So what is it like having a child with autism?

So, what is it like having a child with autism?

I get this question a lot and actually like it when people ask. Unless a person has significant contact with someone on the spectrum he/she doesn't really understand what an autism driven world is about. Saying that, it isn't always easy to convey what having a child with autism is like. After much consideration, this is what I've come up with -

For me, having a child with autism is like living with an alien from another planet. I call him the "reluctant astronaut (R.A.)" because he really didn't want to come to earth, had absolutely no interest in this space mission. As a result, he didn't pay much attention at the briefings prior to the mission so doesn't know anything about Planet Earth - nothing about language, customs, or Earthling niceties in general. In fact, he is so disinterested in Earth that even though he was sent here, he has absolutely no desire to assimilate into Earth society. Meaning he still doesn't give a rat's ass about Earth mores.

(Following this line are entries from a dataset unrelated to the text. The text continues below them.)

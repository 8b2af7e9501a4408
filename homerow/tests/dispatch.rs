use homerow::{
    testing::{DriverCall, Harness},
    BindingError, BindingTable, Button, Controller, Direction, Disposition, Feed, KeyEvent,
    KeyToken, LogicalAction, Settings,
};
use std::collections::BTreeMap;

fn settings_with(action: &str, tokens: &[&str]) -> Settings {
    let mut bindings = BTreeMap::new();
    bindings.insert(
        action.to_string(),
        tokens.iter().map(|t| t.to_string()).collect(),
    );
    Settings {
        bindings,
        ..Harness::default_settings()
    }
}

fn press(key: char) -> KeyEvent {
    KeyEvent::press(KeyToken::Char(key))
}

#[test]
fn each_click_token_clicks_exactly_once() {
    let mut h = Harness::with_settings(settings_with("click:left", &["h", "g"]));
    h.press("alt");

    for key in ["h", "g"] {
        h.clear_calls();
        h.tap(key);
        assert_eq!(
            h.calls(),
            vec![
                DriverCall::Press(Button::Left),
                DriverCall::Release(Button::Left)
            ],
            "{key}"
        );
    }
}

#[test]
fn right_click() {
    let mut h = Controller::test();
    h.press("alt").tap("semicolon");
    assert_eq!(
        h.calls(),
        vec![
            DriverCall::Press(Button::Right),
            DriverCall::Release(Button::Right)
        ]
    );
}

#[test]
fn consumed_intercepted_keys_are_suppressed() {
    let mut h = Controller::test();
    h.press("alt");

    assert_eq!(h.key(press('h'), Feed::Intercepted), Disposition::Suppress);
    assert_eq!(
        h.key(KeyEvent::release(KeyToken::Char('h')), Feed::Intercepted),
        Disposition::Suppress
    );
    assert_eq!(h.key(press('z'), Feed::Intercepted), Disposition::PassThrough);
}

#[test]
fn global_feed_never_suppresses() {
    let mut h = Controller::test();
    h.grab().refuse(KeyToken::Char('h'));
    h.press("alt");
    h.clear_calls();

    assert_eq!(h.key(press('h'), Feed::Global), Disposition::PassThrough);
    assert_eq!(h.calls().len(), 2);
}

#[test]
fn global_press_read_before_the_grab_is_applied() {
    let mut h = Controller::test();
    h.press("alt");

    // Read by the listener in the same batch as the Alt press
    assert_eq!(h.key(press('l'), Feed::Global), Disposition::PassThrough);
    assert_eq!(h.calls(), vec![DriverCall::MoveRelative { dx: 2, dy: 0 }]);
    h.assert_engine_running(true);

    h.release("l");
    h.assert_engine_running(false);
}

#[test]
fn unconsumed_intercepted_keys_are_forwarded() {
    let mut h = Controller::test();
    h.press("alt");
    h.intercept_press("z").intercept_press("l").intercept_release("z");

    assert_eq!(h.pump(), 3);
    assert_eq!(
        h.grab().forwarded(),
        vec![
            KeyEvent::press(KeyToken::Char('z')),
            KeyEvent::release(KeyToken::Char('z'))
        ]
    );
    assert_eq!(h.calls(), vec![DriverCall::MoveRelative { dx: 2, dy: 0 }]);
}

#[test]
fn alt_release_on_intercepted_feed_ends_mode_and_is_forwarded() {
    let mut h = Controller::test();
    h.press("alt").press("l");
    h.intercept_release("alt");

    assert_eq!(h.pump(), 1);
    h.assert_mode(false);
    h.assert_engine_running(false);
    assert_eq!(
        h.grab().forwarded(),
        vec![KeyEvent::release(KeyToken::parse("alt").unwrap())]
    );
}

#[test]
fn quit_combination_wins_over_bindings() {
    let mut h = Harness::with_settings(settings_with("click:left", &["q"]));
    h.press("alt").press("ctrl");

    assert_eq!(h.key(press('q'), Feed::Intercepted), Disposition::PassThrough);
    assert!(!h.controller().is_running());
    assert!(h.calls().is_empty());
}

#[test]
fn conflicting_bindings_are_rejected() {
    let settings = settings_with("navigate:left", &["h"]);
    assert_eq!(
        settings.binding_table().unwrap_err(),
        BindingError::Conflict {
            token: KeyToken::Char('h'),
            first: LogicalAction::Navigate(Direction::Left),
            second: LogicalAction::Click(Button::Left),
        }
    );
}

#[test]
fn custom_bindings_drive_the_controller() {
    let bindings = BindingTable::builder()
        .bind(LogicalAction::Navigate(Direction::Down), KeyToken::Char('s'))
        .build()
        .unwrap();
    let mut h = Harness::with_bindings(Harness::default_settings(), bindings);
    h.press("alt").press("s").press("k");

    assert_eq!(h.calls(), vec![DriverCall::MoveRelative { dx: 0, dy: 2 }]);
    assert_eq!(h.grab().grabbed(), vec![KeyToken::Char('s')]);
}
use crate::{BackendError, UinputPointer, XdotoolDriver};
use homerow::{BackendChoice, PointerDriver};
use tracing::{info, warn};

/// Opens the preferred pointer backend, falling back to the others in order.
pub fn open_pointer(preferred: BackendChoice) -> Result<Box<dyn PointerDriver>, BackendError> {
    let driver = first_available(preferred.preference(), |backend| match backend {
        BackendChoice::Uinput => UinputPointer::new().map(|d| Box::new(d) as Box<dyn PointerDriver>),
        BackendChoice::Xdotool => XdotoolDriver::new().map(|d| Box::new(d) as Box<dyn PointerDriver>),
    })?;

    if driver.name() != preferred.name() {
        info!(
            requested = preferred.name(),
            using = driver.name(),
            "Falling back to another pointer backend"
        );
    }
    Ok(driver)
}

fn first_available<T>(
    order: impl IntoIterator<Item = BackendChoice>,
    mut open: impl FnMut(BackendChoice) -> Result<T, BackendError>,
) -> Result<T, BackendError> {
    let mut tried = Vec::new();
    for backend in order {
        match open(backend) {
            Ok(value) => return Ok(value),
            Err(e) => {
                warn!("{e}");
                tried.push(backend.name());
            },
        }
    }
    Err(BackendError::NoBackend {
        tried: tried.join(", "),
    })
}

That's also how I "explain" things he does that are pretty much unfathomable to me. For example - for a certain time period he liked to sit in the toilet. No, not on the toilet but in the toilet. I reasoned that on the home planet the toilet is a jacuzzi. Although eventually we managed to break him of this habit, the jacuzzi explanation popped again during potty training when the R.A. demonstrated not only an aversion to the toilet but would have all out nuttys when placed on one. He was probably thinking, "Poop in the jacuzzi? What is wrong with you people? Miscreants!" That's what he would say if he could speak English or any Earthing dialect.

For a time I was also convinced that not only was he a reluctant astronaut but was actually an alien cat that somehow ended up in a human body. It does make sense -

Cat

Has to everything his way

Reluctant Astronaut

Ditto

Cat

Don't touch me!

Reluctant Astronaut

Ditto

Cat

Doesn't speak human language

Reluctant Astronaut

Ditto

Cat

Doesn't wear clothes

Reluctant Astronaut

Ditto (Well, would if he had his way)

Of course I don't really believe my son to be a Reluctant Astronaut.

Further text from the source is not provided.